I always enjoy doing our yearly Christmas cards. Taking a picture of the boys has gotten a little bit easier over the years, and getting them to both look and smile. At the same time. Designing the actual card. This is fun because I have such a respect for Art & Design, and at one point in my life seriously considered being a Graphic Design major. I still haven’t put that to rest. Who knows. Maybe I will get that degree someday.
Anyhow, while we were pregnant with Emily during Christmas 2012, I debated for a second whether or not to include “baby” on our Christmas cards. I even had the thought, “If we lose, it will be okay if everyone knows that we were pregnant. They would find out anyhow.” Little did I really know. Or really knew what that would feel like, and entail. For life, for that matter. We were about 8-9 weeks when I mailed out those cards. It was a way of us “announcing” that we were due with a baby in July 2013. It was fun to write “baby” on that Christmas card. Proud parents we were. And there was a picture of Matthew and Ryan on there. It was fun designing that card, and then seeing that we were a growing family.

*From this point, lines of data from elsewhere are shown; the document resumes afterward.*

//! Software 3-D camera for 2-D game engines.
//!
//! A [`engine::Camera3D`] projects a scene of polygonal meshes into its own
//! pixel buffer on the CPU: camera transform, near-plane clipping, fan
//! triangulation with backface culling, painter's-algorithm sorting,
//! directional + dynamic lighting, edge-function rasterization and an additive
//! specular pass, all on top of a procedural sky/floor background.

pub mod config;
pub mod engine;
pub mod logging;
pub mod renderer;
pub mod scene;
pub mod world;
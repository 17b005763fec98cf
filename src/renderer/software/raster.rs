//! Edge-function triangle fill.
//!
//! For an edge `a → b` with `dx = b.x - a.x`, `dy = b.y - a.y`:
//!
//! ```text
//! E(p) = (p.y - a.y) * dx - (p.x - a.x) * dy
//! ```
//!
//! Moving one pixel right changes `E` by `-dy`, so each row evaluates the three
//! functions once at its first sample and then only adds. Samples sit at pixel
//! centres; a pixel is covered when all three values are `>= 0`.

use glam::{Vec2, vec2};

use crate::renderer::{PixelBuffer, Rgba};

/// Triangles with a smaller absolute signed area (pixels²) are skipped.
pub const MIN_AREA: f32 = 0.5;

#[derive(Clone, Copy, Debug)]
struct Edge {
    a: Vec2,
    dx: f32,
    dy: f32,
}

impl Edge {
    #[inline]
    fn new(a: Vec2, b: Vec2) -> Self {
        Self {
            a,
            dx: b.x - a.x,
            dy: b.y - a.y,
        }
    }

    #[inline]
    fn eval(&self, p: Vec2) -> f32 {
        (p.y - self.a.y) * self.dx - (p.x - self.a.x) * self.dy
    }

    #[inline]
    fn step_x(&self) -> f32 {
        -self.dy
    }
}

/// Edge function of `p` against `a → b`.
#[inline]
pub fn edge_function(a: Vec2, b: Vec2, p: Vec2) -> f32 {
    Edge::new(a, b).eval(p)
}

/// Signed area of the triangle in raster space (y down).
#[inline]
pub fn signed_area(pts: [Vec2; 3]) -> f32 {
    0.5 * edge_function(pts[0], pts[1], pts[2])
}

/// True when `p` lies inside (or on) the triangle, either winding.
pub fn point_in_triangle(pts: [Vec2; 3], p: Vec2) -> bool {
    let e0 = edge_function(pts[0], pts[1], p);
    let e1 = edge_function(pts[1], pts[2], p);
    let e2 = edge_function(pts[2], pts[0], p);
    (e0 >= 0.0 && e1 >= 0.0 && e2 >= 0.0) || (e0 <= 0.0 && e1 <= 0.0 && e2 <= 0.0)
}

/// Integer bounding box `(x0, y0, x1, y1)` (inclusive) clipped to the buffer,
/// `None` when nothing is left.
pub fn clipped_bounds(pts: [Vec2; 3], width: usize, height: usize) -> Option<(i32, i32, i32, i32)> {
    let min = pts[0].min(pts[1]).min(pts[2]);
    let max = pts[0].max(pts[1]).max(pts[2]);
    if !min.is_finite() || !max.is_finite() {
        return None;
    }

    let x0 = (min.x.floor() as i32).max(0);
    let y0 = (min.y.floor() as i32).max(0);
    let x1 = (max.x.ceil() as i32).min(width as i32 - 1);
    let y1 = (max.y.ceil() as i32).min(height as i32 - 1);

    (x0 <= x1 && y0 <= y1).then_some((x0, y0, x1, y1))
}

/// Opaque fill, no blending and no depth test. Returns pixels written.
pub fn fill_triangle(buf: &mut PixelBuffer, pts: [Vec2; 3], colour: Rgba) -> usize {
    let area = signed_area(pts);
    if area.abs() < MIN_AREA {
        return 0;
    }
    let Some((x0, y0, x1, y1)) = clipped_bounds(pts, buf.width(), buf.height()) else {
        return 0;
    };

    // re-wind so "inside" is always all-positive
    let [a, b, c] = if area > 0.0 {
        pts
    } else {
        [pts[0], pts[2], pts[1]]
    };
    let edges = [Edge::new(a, b), Edge::new(b, c), Edge::new(c, a)];
    let steps = edges.map(|e| e.step_x());

    let mut written = 0;
    for y in y0..=y1 {
        let start = vec2(x0 as f32 + 0.5, y as f32 + 0.5);
        let mut w = edges.map(|e| e.eval(start));

        let row = buf.row_mut(y as usize);
        for px in &mut row[x0 as usize..=x1 as usize] {
            if w[0] >= 0.0 && w[1] >= 0.0 && w[2] >= 0.0 {
                *px = colour;
                written += 1;
            }
            w[0] += steps[0];
            w[1] += steps[1];
            w[2] += steps[2];
        }
    }
    written
}

/*──────────────────────────────── Tests ───────────────────────────────*/
#[cfg(test)]
mod tests {
    use super::*;

    const INK: Rgba = 0xFF_FF00FF;

    /// Direct per-pixel evaluation, no stepping.
    fn reference_coverage(pts: [Vec2; 3], w: usize, h: usize) -> Vec<bool> {
        let [a, b, c] = if signed_area(pts) > 0.0 {
            pts
        } else {
            [pts[0], pts[2], pts[1]]
        };
        let mut out = vec![false; w * h];
        for y in 0..h {
            for x in 0..w {
                let p = vec2(x as f32 + 0.5, y as f32 + 0.5);
                out[y * w + x] = edge_function(a, b, p) >= 0.0
                    && edge_function(b, c, p) >= 0.0
                    && edge_function(c, a, p) >= 0.0;
            }
        }
        out
    }

    #[test]
    fn right_triangle_matches_reference() {
        let pts = [vec2(1.0, 1.0), vec2(9.0, 1.0), vec2(1.0, 9.0)];
        for tri in [pts, [pts[0], pts[2], pts[1]]] {
            let mut buf = PixelBuffer::new(12, 12).unwrap();
            let n = fill_triangle(&mut buf, tri, INK);
            let expected = reference_coverage(tri, 12, 12);
            let got: Vec<bool> = buf.pixels().iter().map(|&p| p == INK).collect();
            assert_eq!(got, expected);
            assert_eq!(n, expected.iter().filter(|&&b| b).count());
            assert!(n > 0);
        }
    }

    #[test]
    fn tiny_triangle_fills_nothing() {
        let mut buf = PixelBuffer::new(8, 8).unwrap();
        // area = 0.5 * 0.9 * 0.9 = 0.405
        let pts = [vec2(2.0, 2.0), vec2(2.9, 2.0), vec2(2.0, 2.9)];
        assert!(signed_area(pts).abs() < MIN_AREA);
        assert_eq!(fill_triangle(&mut buf, pts, INK), 0);
        assert!(buf.pixels().iter().all(|&p| p == 0));
    }

    #[test]
    fn off_screen_triangle_is_rejected() {
        let mut buf = PixelBuffer::new(8, 8).unwrap();
        let pts = [vec2(-20.0, -20.0), vec2(-10.0, -20.0), vec2(-20.0, -10.0)];
        assert_eq!(fill_triangle(&mut buf, pts, INK), 0);
    }

    #[test]
    fn partially_visible_triangle_is_clipped_to_buffer() {
        let mut buf = PixelBuffer::new(8, 8).unwrap();
        let pts = [vec2(-4.0, -4.0), vec2(20.0, -4.0), vec2(-4.0, 20.0)];
        let n = fill_triangle(&mut buf, pts, INK);
        assert!(n > 0 && n <= 64);
        assert_eq!(buf.get(0, 0), Some(INK));
    }

    #[test]
    fn point_in_triangle_either_winding() {
        let tri = [vec2(0.0, 0.0), vec2(4.0, 0.0), vec2(0.0, 4.0)];
        assert!(point_in_triangle(tri, vec2(1.0, 1.0)));
        assert!(point_in_triangle([tri[0], tri[2], tri[1]], vec2(1.0, 1.0)));
        assert!(!point_in_triangle(tri, vec2(3.0, 3.0)));
    }
}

This past year, I struggled. We were pregnant with our Michael. Should I write him on there, I thought? Do I include, “Emily” and then write, “baby”? I was really torn. I wanted to honor all of my babies. All family members. So I settled with just writing, “The Morrison Family”. That way I didn’t have to not include Emily and our baby on the way. I wasn’t sure how people would respond to that first way of wording our family – Matthew, Ryan, Emily, and baby.
The same goes for when people ask the question, “And how many children do you have?” I just was asked that the other day. This business owner said, “Are these two all that you have?” I hesitated. He knew that we lost a baby last year. He did not know that I was pregnant this past winter with our Michael. So, I just said, “For now.” And I whispered to Emily and Michael as I was leaving this store, “And you two of course.”
I was at Target last summer and the check-out associate was young, in her early 20’s if even that. She saw me with our two boys, and said, “They are so cute. You should keep on having more.” Gulp. If only she knew. I did have more, I thought. You just can’t see her. Our baby girl died. I didn’t say anything. I just smiled, and collected my receipt. And headed for the door quickly to avoid crying.
Sometimes I do mention our babies in Heaven. Other times I just don’t. It just depends on the person asking. And sometimes the day that I am having. I have talked with other bereaved parents about this too, and a lot of them feel the same way. But when we do not mention our angel babies, sometimes there is a little guilt. And we feel the need to say something to our babies above, “You are a part of our family too.” There was a mother that lost her baby girl, and then went onto having a rainbow baby. She told me that so many times while pregnant, others would ask, “Is this your first?” She struggled too with what to say.
I know in my heart that I have four children, even if I do not make it known all of the time. I also have realized through our experience to be sensitive about what you can see. But more so, what you can’t see as I talked about in an earlier blog entry called, “The Untold Story”. When we first got married people would ask, “When are you having kids?” I would say, “Whenever God wants us to have kids.” They wouldn’t say much after that. I can’t imagine if we were going through a loss, and somebody asking that. That is why I never ask when somebody is having children, especially now. And then when somebody does have a child here, people ask when will they have a sibling? I remember after Matthew turned one, people started asking us that. I know of people that have one child here, and lost a baby after. I can’t imagine being asked that question, when there is nothing more that you would want than to have a sibling here for that child. And then you lost. Or sometimes, couldn’t get pregnant again after their first. I know of others that have experienced that. Though different, is a loss too.
So, whatever you decide to say in response to, “And how many children do you have?” is your choice. You have to do whatever feels right to you in that moment and situation. And just know that if you do not mention your baby, it is okay. You are not alone. It does not mean that you do not love them. And I believe, your baby knows that.